Take the data below. Output it exactly from its first line through the line containing "use crate::util::to_gpu;".

[Stored items]

[Start of section]

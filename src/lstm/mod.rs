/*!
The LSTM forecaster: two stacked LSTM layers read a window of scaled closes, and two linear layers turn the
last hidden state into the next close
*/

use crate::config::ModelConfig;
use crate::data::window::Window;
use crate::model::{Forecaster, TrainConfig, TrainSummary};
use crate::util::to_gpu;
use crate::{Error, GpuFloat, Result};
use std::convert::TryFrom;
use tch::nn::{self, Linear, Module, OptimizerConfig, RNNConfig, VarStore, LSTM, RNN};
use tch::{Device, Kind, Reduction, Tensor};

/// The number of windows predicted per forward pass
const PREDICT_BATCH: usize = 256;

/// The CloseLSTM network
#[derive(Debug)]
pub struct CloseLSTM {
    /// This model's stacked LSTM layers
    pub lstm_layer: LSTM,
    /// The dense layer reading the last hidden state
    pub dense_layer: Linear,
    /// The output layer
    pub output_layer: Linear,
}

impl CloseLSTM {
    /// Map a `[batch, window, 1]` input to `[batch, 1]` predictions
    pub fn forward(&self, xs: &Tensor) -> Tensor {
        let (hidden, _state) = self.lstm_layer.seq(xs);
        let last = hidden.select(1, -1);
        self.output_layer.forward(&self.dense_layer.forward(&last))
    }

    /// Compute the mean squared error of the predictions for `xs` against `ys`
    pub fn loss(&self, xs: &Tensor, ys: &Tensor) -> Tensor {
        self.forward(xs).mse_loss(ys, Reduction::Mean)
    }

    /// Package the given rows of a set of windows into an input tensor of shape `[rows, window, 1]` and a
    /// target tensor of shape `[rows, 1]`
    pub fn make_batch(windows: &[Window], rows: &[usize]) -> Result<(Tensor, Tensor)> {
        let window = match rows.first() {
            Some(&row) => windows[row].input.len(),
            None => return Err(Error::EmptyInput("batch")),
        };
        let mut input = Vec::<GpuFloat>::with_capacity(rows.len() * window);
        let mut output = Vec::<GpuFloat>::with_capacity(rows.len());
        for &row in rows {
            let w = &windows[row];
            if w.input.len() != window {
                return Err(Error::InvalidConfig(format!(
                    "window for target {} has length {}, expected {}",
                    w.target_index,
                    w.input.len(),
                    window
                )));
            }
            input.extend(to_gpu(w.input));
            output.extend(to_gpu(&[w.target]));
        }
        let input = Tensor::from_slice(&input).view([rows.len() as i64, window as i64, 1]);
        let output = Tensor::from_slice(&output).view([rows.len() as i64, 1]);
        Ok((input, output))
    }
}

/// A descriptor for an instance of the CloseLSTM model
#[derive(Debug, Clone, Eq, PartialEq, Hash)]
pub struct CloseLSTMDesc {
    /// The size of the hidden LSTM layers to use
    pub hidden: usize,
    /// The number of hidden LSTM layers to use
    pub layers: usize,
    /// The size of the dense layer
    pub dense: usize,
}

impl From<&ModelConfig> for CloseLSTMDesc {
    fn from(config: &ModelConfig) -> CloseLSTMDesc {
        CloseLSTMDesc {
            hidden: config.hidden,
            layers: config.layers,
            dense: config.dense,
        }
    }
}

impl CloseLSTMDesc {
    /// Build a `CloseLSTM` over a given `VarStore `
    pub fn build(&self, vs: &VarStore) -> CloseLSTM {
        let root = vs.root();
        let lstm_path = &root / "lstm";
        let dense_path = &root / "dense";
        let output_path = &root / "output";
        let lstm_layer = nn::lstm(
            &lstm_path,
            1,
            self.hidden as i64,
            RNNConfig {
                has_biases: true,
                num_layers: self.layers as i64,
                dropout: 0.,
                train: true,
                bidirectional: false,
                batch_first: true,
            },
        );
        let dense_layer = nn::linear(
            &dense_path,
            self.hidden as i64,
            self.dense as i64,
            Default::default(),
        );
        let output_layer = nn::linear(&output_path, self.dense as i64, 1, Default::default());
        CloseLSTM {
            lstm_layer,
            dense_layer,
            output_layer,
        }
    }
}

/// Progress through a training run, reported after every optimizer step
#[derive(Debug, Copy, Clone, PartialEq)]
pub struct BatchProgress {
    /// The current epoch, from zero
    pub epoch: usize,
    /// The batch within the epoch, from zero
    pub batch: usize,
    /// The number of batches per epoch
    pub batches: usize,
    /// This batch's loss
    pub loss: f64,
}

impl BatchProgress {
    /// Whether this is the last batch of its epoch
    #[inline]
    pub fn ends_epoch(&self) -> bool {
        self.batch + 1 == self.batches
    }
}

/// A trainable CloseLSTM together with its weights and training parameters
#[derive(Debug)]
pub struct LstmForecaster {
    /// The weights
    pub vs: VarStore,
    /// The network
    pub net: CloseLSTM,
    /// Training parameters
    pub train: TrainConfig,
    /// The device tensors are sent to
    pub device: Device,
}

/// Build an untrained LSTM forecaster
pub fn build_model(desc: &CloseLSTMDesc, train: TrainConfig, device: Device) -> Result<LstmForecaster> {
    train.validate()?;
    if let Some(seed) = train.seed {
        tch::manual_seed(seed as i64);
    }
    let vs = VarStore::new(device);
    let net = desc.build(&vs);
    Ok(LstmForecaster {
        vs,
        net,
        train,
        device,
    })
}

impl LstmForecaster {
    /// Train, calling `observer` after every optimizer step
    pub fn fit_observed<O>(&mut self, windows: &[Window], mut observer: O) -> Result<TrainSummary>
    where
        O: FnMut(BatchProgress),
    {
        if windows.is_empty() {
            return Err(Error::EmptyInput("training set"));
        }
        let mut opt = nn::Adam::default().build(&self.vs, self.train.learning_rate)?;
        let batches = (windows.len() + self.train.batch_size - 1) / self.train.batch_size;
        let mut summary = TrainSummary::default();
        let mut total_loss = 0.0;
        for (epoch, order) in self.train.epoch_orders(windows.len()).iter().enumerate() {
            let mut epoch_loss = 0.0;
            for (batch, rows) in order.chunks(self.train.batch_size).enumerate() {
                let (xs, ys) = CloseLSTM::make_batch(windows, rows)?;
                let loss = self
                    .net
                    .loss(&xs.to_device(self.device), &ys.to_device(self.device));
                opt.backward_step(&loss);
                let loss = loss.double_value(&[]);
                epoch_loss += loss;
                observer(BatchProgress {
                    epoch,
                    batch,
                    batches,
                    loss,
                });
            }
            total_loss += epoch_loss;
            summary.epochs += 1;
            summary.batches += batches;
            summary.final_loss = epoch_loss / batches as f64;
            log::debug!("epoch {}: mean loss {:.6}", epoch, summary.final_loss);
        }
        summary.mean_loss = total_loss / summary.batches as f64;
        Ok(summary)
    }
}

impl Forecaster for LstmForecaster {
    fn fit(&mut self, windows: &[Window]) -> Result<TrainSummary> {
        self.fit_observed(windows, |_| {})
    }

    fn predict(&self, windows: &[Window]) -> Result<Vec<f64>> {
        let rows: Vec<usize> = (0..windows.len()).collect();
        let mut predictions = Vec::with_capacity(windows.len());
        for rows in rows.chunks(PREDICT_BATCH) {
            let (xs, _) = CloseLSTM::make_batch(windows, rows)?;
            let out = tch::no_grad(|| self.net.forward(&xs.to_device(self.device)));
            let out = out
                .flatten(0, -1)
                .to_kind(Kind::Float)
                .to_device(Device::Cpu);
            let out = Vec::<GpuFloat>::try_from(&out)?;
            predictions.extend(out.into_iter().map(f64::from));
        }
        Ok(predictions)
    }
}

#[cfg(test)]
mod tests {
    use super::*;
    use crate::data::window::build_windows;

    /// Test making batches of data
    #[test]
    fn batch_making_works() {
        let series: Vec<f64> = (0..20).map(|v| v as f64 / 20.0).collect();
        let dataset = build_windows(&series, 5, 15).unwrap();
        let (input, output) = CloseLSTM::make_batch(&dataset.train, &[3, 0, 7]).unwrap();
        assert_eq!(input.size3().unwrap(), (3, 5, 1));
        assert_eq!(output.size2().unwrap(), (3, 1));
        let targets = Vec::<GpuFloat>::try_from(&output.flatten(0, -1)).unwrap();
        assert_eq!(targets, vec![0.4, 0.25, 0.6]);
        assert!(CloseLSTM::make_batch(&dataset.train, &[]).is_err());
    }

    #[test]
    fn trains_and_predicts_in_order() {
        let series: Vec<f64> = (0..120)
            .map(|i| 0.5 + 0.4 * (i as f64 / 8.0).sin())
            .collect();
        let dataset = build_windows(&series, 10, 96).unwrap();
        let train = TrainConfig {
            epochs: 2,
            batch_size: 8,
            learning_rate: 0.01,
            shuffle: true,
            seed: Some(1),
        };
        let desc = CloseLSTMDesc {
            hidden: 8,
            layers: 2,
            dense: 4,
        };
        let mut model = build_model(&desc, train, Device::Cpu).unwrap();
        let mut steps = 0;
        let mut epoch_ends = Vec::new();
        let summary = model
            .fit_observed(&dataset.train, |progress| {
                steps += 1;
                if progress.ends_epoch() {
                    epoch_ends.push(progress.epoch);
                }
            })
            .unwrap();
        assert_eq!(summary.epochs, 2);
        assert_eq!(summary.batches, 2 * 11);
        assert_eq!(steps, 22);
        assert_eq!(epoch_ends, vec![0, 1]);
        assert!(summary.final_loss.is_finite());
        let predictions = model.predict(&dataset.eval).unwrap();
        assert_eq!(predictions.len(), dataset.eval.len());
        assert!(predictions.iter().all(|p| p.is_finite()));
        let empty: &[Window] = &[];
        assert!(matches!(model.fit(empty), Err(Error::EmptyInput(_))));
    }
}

[End of section]

Your response ::
filename src/lstm/mod.rs
/*!
The LSTM forecaster: two stacked LSTM layers read a window of scaled closes, and two linear layers turn the
last hidden state into the next close
*/

use crate::config::ModelConfig;
use crate::data::window::Window;
use crate::model::{Forecaster, TrainConfig, TrainSummary};
use crate::util::to_gpu;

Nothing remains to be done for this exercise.